* [Work order]
Provide the number of lines in the material below that include the word "Debug", without any accompanying text.

Segment Start: Exercise inputs

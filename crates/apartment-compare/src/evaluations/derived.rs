//! Derived per-area and condition figures.
//!
//! Derived values are recomputed on every comparison pass from the live
//! records and are never written back to storage.

use serde::{Deserialize, Serialize};

use super::domain::{EvaluationRecord, PhysicalAspect};

/// Figures computed from a record rather than stored on it.
#[derive(Debug, Clone, Copy, Default, PartialEq, Serialize)]
pub struct DerivedMetrics {
    pub price_per_sqm: Option<f64>,
    pub fee_per_sqm: Option<f64>,
    pub physical_average: Option<f64>,
}

impl DerivedMetrics {
    pub fn from_record(record: &EvaluationRecord) -> Self {
        Self {
            price_per_sqm: price_per_sqm(record),
            fee_per_sqm: fee_per_sqm(record),
            physical_average: physical_average(record),
        }
    }
}

/// Read-only view pairing a record with its derived figures.
#[derive(Debug, Clone, Copy)]
pub struct EnrichedEvaluation<'a> {
    pub record: &'a EvaluationRecord,
    pub derived: DerivedMetrics,
}

impl<'a> EnrichedEvaluation<'a> {
    pub fn metric(&self, key: MetricKey) -> Option<f64> {
        let figures = &self.record.figures;
        match key {
            MetricKey::FloorArea => figures.floor_area,
            MetricKey::AskingPrice => figures.asking_price,
            MetricKey::FinalPrice => figures.final_price,
            MetricKey::Price => effective_price(self.record),
            MetricKey::MonthlyFee => figures.monthly_fee,
            MetricKey::DebtPerSqm => figures.debt_per_sqm,
            MetricKey::CashflowPerSqm => figures.cashflow_per_sqm,
            MetricKey::PricePerSqm => self.derived.price_per_sqm,
            MetricKey::FeePerSqm => self.derived.fee_per_sqm,
            MetricKey::PhysicalAverage => self.derived.physical_average,
            MetricKey::Rating(aspect) => self
                .record
                .ratings
                .get(aspect)
                .map(|rated| f64::from(rated.rating)),
        }
    }
}

pub fn enrich(record: &EvaluationRecord) -> EnrichedEvaluation<'_> {
    EnrichedEvaluation {
        record,
        derived: DerivedMetrics::from_record(record),
    }
}

pub fn enrich_all<'a, I>(records: I) -> Vec<EnrichedEvaluation<'a>>
where
    I: IntoIterator<Item = &'a EvaluationRecord>,
{
    records.into_iter().map(enrich).collect()
}

/// Numeric attribute a comparison or scoring pass can read.
#[derive(Debug, Clone, Copy, PartialEq, Eq, Hash, Serialize, Deserialize)]
#[serde(rename_all = "snake_case")]
pub enum MetricKey {
    FloorArea,
    AskingPrice,
    FinalPrice,
    /// Final price when known, otherwise the asking price.
    Price,
    MonthlyFee,
    DebtPerSqm,
    CashflowPerSqm,
    PricePerSqm,
    FeePerSqm,
    PhysicalAverage,
    Rating(PhysicalAspect),
}

impl MetricKey {
    pub fn label(&self) -> &'static str {
        match self {
            MetricKey::FloorArea => "Floor area",
            MetricKey::AskingPrice => "Asking price",
            MetricKey::FinalPrice => "Final price",
            MetricKey::Price => "Price",
            MetricKey::MonthlyFee => "Monthly fee",
            MetricKey::DebtPerSqm => "Association debt per sqm",
            MetricKey::CashflowPerSqm => "Association cashflow per sqm",
            MetricKey::PricePerSqm => "Price per sqm",
            MetricKey::FeePerSqm => "Fee per sqm",
            MetricKey::PhysicalAverage => "Physical condition",
            MetricKey::Rating(aspect) => aspect.label(),
        }
    }
}

fn positive(value: Option<f64>) -> Option<f64> {
    value.filter(|value| value.is_finite() && *value > 0.0)
}

fn effective_price(record: &EvaluationRecord) -> Option<f64> {
    positive(record.figures.final_price).or(record.figures.asking_price)
}

fn price_per_sqm(record: &EvaluationRecord) -> Option<f64> {
    let price = positive(effective_price(record))?;
    let area = positive(record.figures.floor_area)?;
    Some(price / area)
}

fn fee_per_sqm(record: &EvaluationRecord) -> Option<f64> {
    if let Some(stored) = record.figures.fee_per_sqm.filter(|value| value.is_finite()) {
        return Some(stored);
    }

    let fee = record.figures.monthly_fee.filter(|value| value.is_finite())?;
    let area = positive(record.figures.floor_area)?;
    Some(fee / area)
}

fn physical_average(record: &EvaluationRecord) -> Option<f64> {
    let (sum, count) = record
        .ratings
        .present()
        .filter(|(_, rating)| *rating > 0)
        .fold((0u32, 0u32), |(sum, count), (_, rating)| {
            (sum + u32::from(rating), count + 1)
        });

    if count == 0 {
        None
    } else {
        Some(f64::from(sum) / f64::from(count))
    }
}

Segment End: Exercise inputs

* [Final answer]
3